The people on an island with 25-foot tides like to go out at low tide for mussels, clams, cockles, whelks, abalone, crabs, and octopus.

When the water ebbed out 3 feet lower than average this weekend, Bethany and I went to explore the beach.

We found the water’s edge a hundred yards past where logs drifted onto beach grass mark the high tide line, on a beach of whispering tranquility, surrounded by towering evergreens. We picked up a dead sand dollar, and saw holes where a clam spade would have brought a tasty morsel. A mother with her two children came out exploring. The adults had a delightful conversation, and one of the kids picked up an abalone. I had never seen a live one before.

Which prompted me, the next day at rounds, to ask my colleague about the posters we’d seen warning of Paralytic Shellfish Poisoning. He explained that some algae contain a toxin that filter feeders, like clams and mussels, concentrate, and which, if consumed, cause a very ugly paralysis. Those algae blooms, known as the Red Tide, in the warm weather, especially in El Nino years, and more often when the temperature goes up.

I asked about walrus, the sea mammal that eats mostly clams. I recalled the large walrus skull I saw on the wall of friends who live in Southwest Alaska. While out sport flying, they spotted a walrus carcass on the beach, landed, and wrestled the ivory-bearing head into the plane.

While the algae blooms won’t happen for another month, some bivalves, like mussels, retain the toxin for years after a bloom.

March 23, 2016

When it came to the blackened entrée

I hardly knew what to say

The salmon’s the surf

But the moose is the turf

And the wind blew the high heat away

 

Synopsis: I’m a Family Practitioner from Sioux City, Iowa. In 2010 I danced back from the brink of burnout, and honoring a 1 year non-compete clause, travelled and worked in out-of-the-way places in Alaska, Nebraska, Iowa, and New Zealand. After three years working with a Community Health Center, I am back having adventures in temporary positions until they have an Electronic Medical Record (EMR) system I can get along with. I spent last winter in Nome, Alaska, followed by assignments in rural Iowa.

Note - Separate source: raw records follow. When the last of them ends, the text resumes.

use crate::{
    auth::AuthUser,
    error::{AppError, AppResult},
    rate_limit::Limiters,
};
use axum::{
    body::Bytes,
    extract::ContentLengthLimit,
    http::StatusCode,
    routing::post,
    Extension, Json, Router,
};
use mime::Mime;
use nanoid::nanoid;
use serde::Serialize;
use std::{path::PathBuf, sync::Arc};

// 5 MB
pub const MAX_IMAGE_BYTES: u64 = 5 * 1024 * 1024;
pub const PUBLIC_PREFIX: &str = "/assets/uploads";

/// Directory uploaded files are written to. It must be served under
/// [`PUBLIC_PREFIX`].
#[derive(Debug, Clone)]
pub struct UploadDir(pub PathBuf);

#[derive(Serialize)]
struct UploadResponse {
    url: String,
}

/// Sniffs the bytes and returns the file extension when they are an image.
pub fn image_extension(bytes: &[u8]) -> Option<&'static str> {
    let kind = infer::get(bytes)?;
    let media_type = kind.mime_type().parse::<Mime>().ok()?;
    (media_type.type_() == mime::IMAGE).then(|| kind.extension())
}

async fn upload_image(
    Extension(UploadDir(dir)): Extension<UploadDir>,
    Extension(limiters): Extension<Arc<Limiters>>,
    user: AuthUser,
    ContentLengthLimit(bytes): ContentLengthLimit<Bytes, MAX_IMAGE_BYTES>,
) -> AppResult<Json<UploadResponse>> {
    limiters.upload.enforce(&format!("upload:{}", user.id))?;

    if bytes.is_empty() {
        return Err(AppError::from(StatusCode::BAD_REQUEST, "no file was uploaded"));
    }
    let extension = image_extension(&bytes).ok_or_else(|| {
        AppError::from(
            StatusCode::UNSUPPORTED_MEDIA_TYPE,
            "only image uploads are allowed",
        )
    })?;

    let file_name = format!("{}.{extension}", nanoid!());
    tokio::fs::create_dir_all(&dir).await?;
    tokio::fs::write(dir.join(&file_name), &bytes).await?;
    tracing::info!(user_id = %user.id, file = %file_name, size = bytes.len(), "stored upload");

    Ok(Json(UploadResponse {
        url: format!("{PUBLIC_PREFIX}/{file_name}"),
    }))
}

pub fn app() -> Router {
    Router::new().route("/image", post(upload_image))
}

#[cfg(test)]
mod tests {
    use super::*;

    #[test]
    fn only_images_are_accepted() {
        let png = [0x89, b'P', b'N', b'G', 0x0D, 0x0A, 0x1A, 0x0A, 0, 0, 0, 0];
        assert_eq!(image_extension(&png), Some("png"));

        let jpeg = [0xFF, 0xD8, 0xFF, 0xE0, 0, 0x10, b'J', b'F', b'I', b'F'];
        assert_eq!(image_extension(&jpeg), Some("jpg"));

        let pdf = b"%PDF-1.7\n";
        assert_eq!(image_extension(pdf), None);
        assert_eq!(image_extension(b"just some text"), None);
    }
}
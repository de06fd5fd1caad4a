use crate::rate_limit::RateLimitDecision;
use axum::{
    http::{header::RETRY_AFTER, HeaderValue, StatusCode},
    response::{IntoResponse, Response},
    Json,
};
use serde::Serialize;
use std::borrow::Cow;

pub enum AppError {
    InternalServerError(anyhow::Error),
    ResponseStatusError(StatusCode, Cow<'static, str>),
    RateLimited(RateLimitDecision, Cow<'static, str>),
}

pub type AppResult<T> = Result<T, AppError>;

#[derive(Serialize)]
struct AppErrorResponse {
    status: u16,
    message: Cow<'static, str>,
}

impl IntoResponse for AppError {
    fn into_response(self) -> Response {
        match self {
            AppError::InternalServerError(err) => {
                tracing::error!(error = ?err, "request failed");
                AppError::from(StatusCode::INTERNAL_SERVER_ERROR, "Internal Server Error")
                    .into_response()
            }
            AppError::ResponseStatusError(code, s) => (
                code,
                Json(AppErrorResponse {
                    status: code.as_u16(),
                    message: s,
                }),
            )
                .into_response(),
            AppError::RateLimited(decision, s) => {
                let code = StatusCode::TOO_MANY_REQUESTS;
                let mut response = (
                    code,
                    Json(AppErrorResponse {
                        status: code.as_u16(),
                        message: s,
                    }),
                )
                    .into_response();
                decision.apply_headers(response.headers_mut());
                response.headers_mut().insert(
                    RETRY_AFTER,
                    HeaderValue::from(decision.retry_after_secs().max(1)),
                );
                response
            }
        }
    }
}

impl<E: Into<anyhow::Error>> From<E> for AppError {
    fn from(e: E) -> AppError {
        AppError::InternalServerError(e.into())
    }
}

impl AppError {
    pub fn from(code: StatusCode, s: impl Into<Cow<'static, str>>) -> AppError {
        AppError::ResponseStatusError(code, s.into())
    }

    pub fn status(&self) -> StatusCode {
        match self {
            AppError::InternalServerError(_) => StatusCode::INTERNAL_SERVER_ERROR,
            AppError::ResponseStatusError(code, _) => *code,
            AppError::RateLimited(..) => StatusCode::TOO_MANY_REQUESTS,
        }
    }
}

impl std::fmt::Debug for AppError {
    fn fmt(&self, f: &mut std::fmt::Formatter<'_>) -> std::fmt::Result {
        match self {
            AppError::InternalServerError(err) => write!(f, "InternalServerError({err:?})"),
            AppError::ResponseStatusError(code, s) => write!(f, "{code}: {s}"),
            AppError::RateLimited(_, s) => write!(f, "429 Too Many Requests: {s}"),
        }
    }
}

#[cfg(test)]
mod tests {
    use super::*;

    #[test]
    fn status_errors_keep_their_code() {
        let err = AppError::from(StatusCode::NOT_FOUND, "the club does not exist");
        assert_eq!(err.status(), StatusCode::NOT_FOUND);
        assert_eq!(err.into_response().status(), StatusCode::NOT_FOUND);
    }

    #[test]
    fn anything_else_is_a_500() {
        let err: AppError = anyhow::anyhow!("connection reset").into();
        assert_eq!(err.status(), StatusCode::INTERNAL_SERVER_ERROR);
        assert_eq!(
            err.into_response().status(),
            StatusCode::INTERNAL_SERVER_ERROR
        );
    }
}
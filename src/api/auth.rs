use crate::{
    auth::{self, AuthUser, JwtKeys, Role, TOKEN_LIFETIME},
    db::DbRouter,
    error::{AppError, AppResult},
    models::{Club, PublicUser, User},
    rate_limit::{client_ip, Limiters},
    schema::*,
    validation,
};
use axum::{
    http::{HeaderMap, StatusCode},
    routing::{get, post},
    Extension, Json, Router,
};
use diesel::prelude::*;
use diesel_async::RunQueryDsl;
use serde::{Deserialize, Serialize};
use std::sync::Arc;
use uuid::Uuid;

#[derive(Deserialize)]
struct RegisterRequest {
    email: String,
    password: String,
    name: String,
    club_id: Option<Uuid>,
}

#[derive(Deserialize)]
struct LoginRequest {
    email: String,
    password: String,
}

#[derive(Serialize)]
struct AuthorizedResponse {
    token: String,
    user: PublicUser,
    #[serde(skip_serializing_if = "Option::is_none")]
    club: Option<Club>,
}

#[derive(Serialize)]
struct MessageResponse {
    message: &'static str,
}

pub(crate) fn normalize_email(email: &str) -> String {
    email.trim().to_lowercase()
}

fn issue_token(keys: &JwtKeys, user: &User) -> AppResult<String> {
    let role = user.role.parse::<Role>()?;
    Ok(auth::generate_jwt(
        keys,
        user.id,
        &user.email,
        role,
        TOKEN_LIFETIME,
    )?)
}

async fn register(
    Extension(db): Extension<DbRouter>,
    Extension(keys): Extension<Arc<JwtKeys>>,
    Json(req): Json<RegisterRequest>,
) -> AppResult<Json<AuthorizedResponse>> {
    #[derive(Insertable)]
    #[diesel(table_name = users)]
    struct NewUser {
        email: String,
        password_hash: String,
        name: String,
        role: &'static str,
        club_id: Option<Uuid>,
    }

    let email = validation::parse_email(&normalize_email(&req.email))?.to_string();
    let name = req.name.trim();
    if name.is_empty() {
        return Err(AppError::from(StatusCode::BAD_REQUEST, "name is required"));
    }
    let report = validation::password_strength(&req.password);
    if !report.is_valid {
        return Err(AppError::from(
            StatusCode::BAD_REQUEST,
            format!("password is too weak: {}", report.errors.join(", ")),
        ));
    }

    let conn = &mut db.write().await?;

    let club = match req.club_id {
        Some(club_id) => Some(
            clubs::table
                .find(club_id)
                .first::<Club>(conn)
                .await
                .optional()?
                .ok_or_else(|| {
                    AppError::from(StatusCode::BAD_REQUEST, "the selected club does not exist")
                })?,
        ),
        None => None,
    };

    let user = diesel::insert_into(users::table)
        .values(NewUser {
            email,
            password_hash: auth::hash_password(req.password)?,
            name: name.to_string(),
            role: Role::Student.as_str(),
            club_id: req.club_id,
        })
        .on_conflict(users::email)
        .do_nothing()
        .get_result::<User>(conn)
        .await
        .optional()?;

    let Some(user) = user else {
        return Err(AppError::from(
            StatusCode::CONFLICT,
            "an account with this email already exists",
        ));
    };
    tracing::info!(user_id = %user.id, "registered user");

    Ok(Json(AuthorizedResponse {
        token: issue_token(&keys, &user)?,
        user: PublicUser::from(&user),
        club,
    }))
}

async fn login(
    Extension(db): Extension<DbRouter>,
    Extension(keys): Extension<Arc<JwtKeys>>,
    Extension(limiters): Extension<Arc<Limiters>>,
    headers: HeaderMap,
    Json(req): Json<LoginRequest>,
) -> AppResult<Json<AuthorizedResponse>> {
    limiters
        .auth
        .enforce(&format!("{}:login", client_ip(&headers)))?;

    let conn = &mut db.read().await?;

    let found = users::table
        .left_join(clubs::table)
        .filter(users::email.eq(normalize_email(&req.email)))
        .first::<(User, Option<Club>)>(conn)
        .await
        .optional()?;

    if let Some((user, club)) = found {
        if auth::verify_password(req.password, &user.password_hash)? {
            return Ok(Json(AuthorizedResponse {
                token: issue_token(&keys, &user)?,
                user: PublicUser::from(&user),
                club,
            }));
        }
    }
    Err(AppError::from(
        StatusCode::UNAUTHORIZED,
        "invalid email or password",
    ))
}

async fn check(
    Extension(db): Extension<DbRouter>,
    user: AuthUser,
) -> AppResult<Json<PublicUser>> {
    let conn = &mut db.read().await?;

    let user = users::table
        .find(user.id)
        .first::<User>(conn)
        .await
        .optional()?
        .ok_or_else(|| AppError::from(StatusCode::UNAUTHORIZED, "your account no longer exists"))?;

    Ok(Json(PublicUser::from(&user)))
}

// tokens are stateless, the client just forgets it
async fn logout(_user: AuthUser) -> Json<MessageResponse> {
    Json(MessageResponse {
        message: "logged out",
    })
}

pub fn app() -> Router {
    Router::new()
        .route("/register", post(register))
        .route("/login", post(login))
        .route("/check", get(check))
        .route("/logout", post(logout))
}

#[cfg(test)]
mod tests {
    use super::*;

    #[test]
    fn emails_are_normalized() {
        assert_eq!(normalize_email("  Ada@College.EDU "), "ada@college.edu");
    }
}
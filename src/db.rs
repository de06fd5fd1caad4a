//! Connection pools and read/write routing.
//!
//! Writes always go to the primary. Reads rotate over the read replicas and
//! fall back to the primary when there are none or a replica cannot hand out
//! a connection. Nothing here gives read-your-writes guarantees; handlers that
//! need them take a `write()` connection for the read as well.

use deadpool::managed::{Object, Pool};
use diesel_async::{pooled_connection::AsyncDieselConnectionManager, AsyncPgConnection, RunQueryDsl};
use serde::Serialize;
use std::sync::{
    atomic::{AtomicUsize, Ordering},
    Arc,
};

pub type DbPool = Pool<AsyncDieselConnectionManager<AsyncPgConnection>>;
pub type DbConn = Object<AsyncDieselConnectionManager<AsyncPgConnection>>;

pub fn connect(db_url: &str, max_size: usize) -> anyhow::Result<DbPool> {
    let manager = AsyncDieselConnectionManager::<AsyncPgConnection>::new(db_url);
    Pool::builder(manager)
        .max_size(max_size)
        .build()
        .map_err(|e| anyhow::anyhow!("failed to build database pool: {e}"))
}

#[derive(Debug, Clone, Copy, PartialEq, Eq, Serialize)]
#[serde(rename_all = "lowercase")]
pub enum QueryKind {
    Read,
    Write,
}

pub fn classify(sql: &str) -> QueryKind {
    let sql = sql.trim_start().to_ascii_lowercase();
    if ["select", "with", "show", "explain"]
        .iter()
        .any(|kw| sql.starts_with(kw))
    {
        QueryKind::Read
    } else {
        QueryKind::Write
    }
}

#[derive(Debug, Clone, Serialize)]
pub struct PoolStats {
    pub max_size: usize,
    pub size: usize,
    pub available: i64,
}

#[derive(Debug, Clone, Serialize)]
pub struct RouterStats {
    pub primary: PoolStats,
    pub replicas: Vec<PoolStats>,
}

#[derive(Debug, Clone, Serialize)]
pub struct RouterHealth {
    pub primary: bool,
    pub replicas: Vec<bool>,
    pub healthy: bool,
}

impl RouterHealth {
    fn from_checks(primary: bool, replicas: Vec<bool>) -> Self {
        let healthy = primary && (replicas.is_empty() || replicas.iter().any(|up| *up));
        Self {
            primary,
            replicas,
            healthy,
        }
    }
}

#[derive(Clone)]
pub struct DbRouter {
    primary: DbPool,
    replicas: Arc<Vec<DbPool>>,
    next_replica: Arc<AtomicUsize>,
}

impl DbRouter {
    pub fn new(primary: DbPool, replicas: Vec<DbPool>) -> Self {
        tracing::info!(replicas = replicas.len(), "initialized database router");
        Self {
            primary,
            replicas: Arc::new(replicas),
            next_replica: Arc::new(AtomicUsize::new(0)),
        }
    }

    pub fn connect(primary_url: &str, replica_urls: &[String], max_size: usize) -> anyhow::Result<Self> {
        let primary = connect(primary_url, max_size)?;
        let replicas = replica_urls
            .iter()
            .map(|url| connect(url, max_size))
            .collect::<anyhow::Result<Vec<_>>>()?;
        Ok(Self::new(primary, replicas))
    }

    pub fn replica_count(&self) -> usize {
        self.replicas.len()
    }

    fn next_replica_index(&self) -> Option<usize> {
        if self.replicas.is_empty() {
            None
        } else {
            Some(self.next_replica.fetch_add(1, Ordering::Relaxed) % self.replicas.len())
        }
    }

    /// The replica a query of `kind` should run on, `None` for the primary.
    fn target(&self, kind: QueryKind) -> Option<usize> {
        match kind {
            QueryKind::Read => self.next_replica_index(),
            QueryKind::Write => None,
        }
    }

    async fn checkout(&self, replica: Option<usize>) -> anyhow::Result<DbConn> {
        if let Some(index) = replica {
            match self.replicas[index].get().await {
                Ok(conn) => return Ok(conn),
                Err(e) => {
                    tracing::warn!(replica = index, error = %e, "read replica unavailable, falling back to primary");
                }
            }
        }

        self.primary
            .get()
            .await
            .map_err(|e| anyhow::anyhow!("primary database unavailable: {e}"))
    }

    pub async fn write(&self) -> anyhow::Result<DbConn> {
        self.checkout(self.target(QueryKind::Write)).await
    }

    pub async fn read(&self) -> anyhow::Result<DbConn> {
        self.checkout(self.target(QueryKind::Read)).await
    }

    /// Picks the pool by looking at the statement itself.
    pub async fn for_sql(&self, sql: &str) -> anyhow::Result<DbConn> {
        self.checkout(self.target(classify(sql))).await
    }

    pub fn stats(&self) -> RouterStats {
        fn pool_stats(pool: &DbPool) -> PoolStats {
            let status = pool.status();
            PoolStats {
                max_size: status.max_size,
                size: status.size,
                available: status.available as i64,
            }
        }

        RouterStats {
            primary: pool_stats(&self.primary),
            replicas: self.replicas.iter().map(pool_stats).collect(),
        }
    }

    pub async fn health_check(&self) -> RouterHealth {
        async fn ping(pool: &DbPool) -> bool {
            let Ok(mut conn) = pool.get().await else {
                return false;
            };
            diesel::sql_query("SELECT 1").execute(&mut conn).await.is_ok()
        }

        let primary = ping(&self.primary).await;
        if !primary {
            tracing::error!("primary database health check failed");
        }

        let mut replicas = Vec::with_capacity(self.replicas.len());
        for (index, replica) in self.replicas.iter().enumerate() {
            let up = ping(replica).await;
            if !up {
                tracing::warn!(replica = index, "read replica health check failed");
            }
            replicas.push(up);
        }

        RouterHealth::from_checks(primary, replicas)
    }
}
use crate::error::AppError;
use argon2::Argon2;
use axum::{
    async_trait,
    extract::{FromRequest, RequestParts},
    headers::{authorization::Bearer, Authorization},
    http::StatusCode,
    Extension, TypedHeader,
};
use jsonwebtoken::{
    errors::Result as JwtResult, DecodingKey, EncodingKey, Header, TokenData, Validation,
};
use password_hash::{
    self, rand_core::OsRng, PasswordHash, PasswordHasher, PasswordVerifier, SaltString,
};
use serde::{Deserialize, Serialize};
use std::{fmt, str::FromStr, sync::Arc, time::Duration};
use uuid::Uuid;

// one day
pub const TOKEN_LIFETIME: Duration = Duration::from_secs(24 * 60 * 60);

pub fn hash_password(password: impl AsRef<[u8]>) -> password_hash::Result<String> {
    let salt = SaltString::generate(&mut OsRng);
    Argon2::default()
        .hash_password(password.as_ref(), &salt)
        .map(|h| h.to_string())
}

pub fn verify_password(
    password: impl AsRef<[u8]>,
    password_hash: impl AsRef<str>,
) -> password_hash::Result<bool> {
    let parsed_hash = PasswordHash::new(password_hash.as_ref())?;
    Ok(Argon2::default()
        .verify_password(password.as_ref(), &parsed_hash)
        .is_ok())
}

#[derive(Debug, Clone, Copy, PartialEq, Eq, Hash, Serialize, Deserialize)]
#[serde(rename_all = "snake_case")]
pub enum Role {
    Student,
    Coordinator,
    CoCoordinator,
    Secretary,
    Media,
    President,
    VicePresident,
    InnovationHead,
    Treasurer,
    Outreach,
    ZenithCommittee,
    Admin,
}

impl Role {
    pub const ALL: [Role; 12] = [
        Role::Student,
        Role::Coordinator,
        Role::CoCoordinator,
        Role::Secretary,
        Role::Media,
        Role::President,
        Role::VicePresident,
        Role::InnovationHead,
        Role::Treasurer,
        Role::Outreach,
        Role::ZenithCommittee,
        Role::Admin,
    ];

    pub fn as_str(self) -> &'static str {
        match self {
            Role::Student => "student",
            Role::Coordinator => "coordinator",
            Role::CoCoordinator => "co_coordinator",
            Role::Secretary => "secretary",
            Role::Media => "media",
            Role::President => "president",
            Role::VicePresident => "vice_president",
            Role::InnovationHead => "innovation_head",
            Role::Treasurer => "treasurer",
            Role::Outreach => "outreach",
            Role::ZenithCommittee => "zenith_committee",
            Role::Admin => "admin",
        }
    }

    /// Anyone holding a club office counts as a manager.
    pub fn is_manager(self) -> bool {
        self != Role::Student
    }

    pub fn is_admin(self) -> bool {
        matches!(self, Role::Admin | Role::ZenithCommittee)
    }
}

impl fmt::Display for Role {
    fn fmt(&self, f: &mut fmt::Formatter<'_>) -> fmt::Result {
        f.write_str(self.as_str())
    }
}

#[derive(Debug, Clone, PartialEq, Eq)]
pub struct UnknownRole(pub String);

impl fmt::Display for UnknownRole {
    fn fmt(&self, f: &mut fmt::Formatter<'_>) -> fmt::Result {
        write!(f, "unknown role `{}`", self.0)
    }
}

impl std::error::Error for UnknownRole {}

impl FromStr for Role {
    type Err = UnknownRole;

    fn from_str(s: &str) -> Result<Self, Self::Err> {
        Role::ALL
            .into_iter()
            .find(|r| r.as_str() == s)
            .ok_or_else(|| UnknownRole(s.to_string()))
    }
}

pub struct JwtKeys {
    encoding: EncodingKey,
    decoding: DecodingKey,
}

impl JwtKeys {
    pub fn from_base64_secret(secret: &str) -> JwtResult<Self> {
        Ok(Self {
            encoding: EncodingKey::from_base64_secret(secret)?,
            decoding: DecodingKey::from_base64_secret(secret)?,
        })
    }

    pub fn from_secret(secret: &[u8]) -> Self {
        Self {
            encoding: EncodingKey::from_secret(secret),
            decoding: DecodingKey::from_secret(secret),
        }
    }
}

#[derive(Debug, Clone, Serialize, Deserialize)]
pub struct Claims {
    pub sub: Uuid,
    pub email: String,
    pub role: Role,
    pub exp: u64,
}

pub fn generate_jwt(
    keys: &JwtKeys,
    user_id: Uuid,
    email: &str,
    role: Role,
    exp: Duration,
) -> JwtResult<String> {
    jsonwebtoken::encode(
        &Header::default(),
        &Claims {
            sub: user_id,
            email: email.to_string(),
            role,
            exp: jsonwebtoken::get_current_timestamp() + exp.as_secs(),
        },
        &keys.encoding,
    )
}

pub fn validate_jwt(keys: &JwtKeys, token: &str) -> JwtResult<TokenData<Claims>> {
    jsonwebtoken::decode::<Claims>(token, &keys.decoding, &Validation::default())
}

/// The caller, as identified by a valid bearer token.
#[derive(Debug, Clone)]
pub struct AuthUser {
    pub id: Uuid,
    pub email: String,
    pub role: Role,
}

impl AuthUser {
    pub fn is_authorized(&self, user_id: Uuid) -> Result<(), AppError> {
        if self.id == user_id || self.role.is_admin() {
            Ok(())
        } else {
            Err(AppError::from(
                StatusCode::FORBIDDEN,
                "you are not allowed to do that",
            ))
        }
    }
}

#[async_trait]
impl<B: Send> FromRequest<B> for AuthUser {
    type Rejection = AppError;

    async fn from_request(req: &mut RequestParts<B>) -> Result<Self, Self::Rejection> {
        let TypedHeader(Authorization(bearer)) =
            TypedHeader::<Authorization<Bearer>>::from_request(req)
                .await
                .map_err(|_| AppError::from(StatusCode::UNAUTHORIZED, "missing bearer token"))?;

        let Extension(keys) = Extension::<Arc<JwtKeys>>::from_request(req)
            .await
            .map_err(|_| anyhow::anyhow!("jwt keys are not installed on the router"))?;

        let data = validate_jwt(&keys, bearer.token()).map_err(|e| {
            tracing::debug!(error = %e, "rejected bearer token");
            AppError::from(StatusCode::UNAUTHORIZED, "invalid or expired token")
        })?;

        Ok(AuthUser {
            id: data.claims.sub,
            email: data.claims.email,
            role: data.claims.role,
        })
    }
}

/// Optional authentication for endpoints that behave slightly differently for
/// signed-in users. A bad token is treated as no token.
pub struct MaybeAuthUser(pub Option<AuthUser>);

#[async_trait]
impl<B: Send> FromRequest<B> for MaybeAuthUser {
    type Rejection = AppError;

    async fn from_request(req: &mut RequestParts<B>) -> Result<Self, Self::Rejection> {
        Ok(MaybeAuthUser(AuthUser::from_request(req).await.ok()))
    }
}

pub struct AdminOnly(pub AuthUser);

#[async_trait]
impl<B: Send> FromRequest<B> for AdminOnly {
    type Rejection = AppError;

    async fn from_request(req: &mut RequestParts<B>) -> Result<Self, Self::Rejection> {
        let user = AuthUser::from_request(req).await?;
        if !user.role.is_admin() {
            return Err(AppError::from(StatusCode::FORBIDDEN, "admins only"));
        }
        Ok(AdminOnly(user))
    }
}

#[cfg(test)]
mod tests {
    use super::*;

    #[test]
    fn password_round_trip() {
        let hash = hash_password("Correct-Horse-9").unwrap();
        assert!(verify_password("Correct-Horse-9", &hash).unwrap());
        assert!(!verify_password("correct-horse-9", &hash).unwrap());
    }

    #[test]
    fn jwt_carries_identity() {
        let keys = JwtKeys::from_secret(b"unit-test-secret");
        let id = Uuid::new_v4();
        let token = generate_jwt(&keys, id, "a@college.edu", Role::Treasurer, TOKEN_LIFETIME).unwrap();
        let claims = validate_jwt(&keys, &token).unwrap().claims;
        assert_eq!(claims.sub, id);
        assert_eq!(claims.role, Role::Treasurer);

        let other = JwtKeys::from_secret(b"another-secret");
        assert!(validate_jwt(&other, &token).is_err());
    }

    #[test]
    fn roles_parse_and_rank() {
        for role in Role::ALL {
            assert_eq!(role.as_str().parse::<Role>(), Ok(role));
        }
        assert!("janitor".parse::<Role>().is_err());
        assert!(!Role::Student.is_manager());
        assert!(Role::Media.is_manager());
        assert!(!Role::President.is_admin());
        assert!(Role::ZenithCommittee.is_admin());
    }
}
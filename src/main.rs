use std::{net::SocketAddr, path::PathBuf, sync::Arc};

use anyhow::Context;
use axum::http::Method;
use envconfig::Envconfig;
use tower_http::{
    cors::{Any, CorsLayer},
    trace::TraceLayer,
};
use tracing_subscriber::{layer::SubscriberExt, util::SubscriberInitExt};
use zenith::{
    auth::JwtKeys, cleanup, config::Config, crypto::ChatCipher, db::DbRouter, email::Mailer,
    rate_limit::Limiters, AppContext,
};

#[tokio::main]
async fn main() -> anyhow::Result<()> {
    dotenv::dotenv().ok();

    tracing_subscriber::registry()
        .with(
            tracing_subscriber::EnvFilter::try_from_default_env()
                .unwrap_or_else(|_| "zenith=debug,tower_http=debug".into()),
        )
        .with(tracing_subscriber::fmt::layer())
        .init();

    let config = Config::init_from_env().context("failed to read configuration")?;
    tracing::info!("Zenith v{} starting", env!("CARGO_PKG_VERSION"));

    let keys = JwtKeys::from_base64_secret(&config.jwt_secret)
        .context("JWT_SECRET must be valid base64")?;

    let mailer = Mailer::new(
        config.smtp_host.as_deref(),
        config.smtp_username.as_deref(),
        config.smtp_password.as_deref(),
        &config.frontend_host,
    )?;
    if mailer.is_enabled() {
        if let Err(e) = mailer.sanity_check().await {
            tracing::warn!(error = %e, "email sanity check failed, password resets will not work");
        }
    }

    let db = DbRouter::connect(&config.db_url, &config.replica_urls(), config.db_pool_max)?;
    let health = db.health_check().await;
    if !health.healthy {
        tracing::warn!(?health, "database is not healthy at startup");
    }

    tokio::spawn(cleanup::run(db.clone(), config.chat_retention_days));

    let cors = CorsLayer::new()
        .allow_methods([
            Method::GET,
            Method::POST,
            Method::PUT,
            Method::DELETE,
            Method::OPTIONS,
        ])
        .allow_headers(Any)
        .allow_origin(Any);

    let app = zenith::app(AppContext {
        db,
        keys: Arc::new(keys),
        mailer,
        cipher: ChatCipher::new(&config.chat_secret),
        limiters: Arc::new(Limiters::new(
            config.rate_limit_window(),
            config.rate_limit_max_requests,
        )),
        assets_dir: PathBuf::from(&config.assets_dir),
    })
    .layer(TraceLayer::new_for_http())
    .layer(cors);

    let addr = SocketAddr::from(([0, 0, 0, 0], config.port));
    tracing::info!(%addr, "listening");

    axum::Server::bind(&addr)
        .serve(app.into_make_service())
        .with_graceful_shutdown(async {
            if tokio::signal::ctrl_c().await.is_ok() {
                tracing::info!("shutdown signal received");
            }
        })
        .await?;

    Ok(())
}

The summer and fall included a medical conference in Denver, working Urgent Care in suburban Pennsylvania, and Thanksgiving in Virginia. Just finished with 2 months in western Nebraska at the most reasonable job I’ve ever had, I am back in coastal Alaska.  Any specific patient information has been included with permission.

Friday we drove out to a potluck at the house of one of the other docs. I brought an Asian salad, Bethany made bread.  Other treats included sweet potato casserole, Spam fried rice, Philippine corn nuts and peanuts and pork rinds, bean salad, potato salad.

While the temperatures this winter have hovered around freezing, the mercury started to plunge last week, into the single digits. The Bay froze over, and the wind picked up.

The host faced a culinary challenge: cooking outdoors when the wind chill sucked so much heat that he had to construct a windscreen.

The entrée consisted of the unique surf and turf of this area of Alaska: blackened moose and salmon. At the end of the party I asked for and received tips on the process of blackening.

Monday the snow fell and fell hard, and I had something I very rarely have, a slow day. I perused my email.  I did some online CME, but mostly I sat.  My tally for the entire day stayed in the single digits.

Today during rounds I heard a doctor referred to a patient as a “high liner.” Too much of an outlander to have heard the term, I waited till I cared for a commercial fisherman later in the day to ask, and I learned the term refers to the best commercial fishermen, the ones who consistently bring in large catches.

One of the first patients of the day came in with a neck lump. In short order I diagnosed a sebaceous cyst, a collection of cheesy, smelly material that happens when one of the skin oil glands gets plugged.  With an apparently open schedule, I agreed to cut it out right then.  We gathered the gear, I wiped the area with alcohol, prepped it with Betadine, and draped it with a sterile towel.  Then I couldn’t find it, nor could the patient, nor the resident.  David Copperfield could duplicate the trick, but I had to repeatedly plead that I had no idea what I’d done.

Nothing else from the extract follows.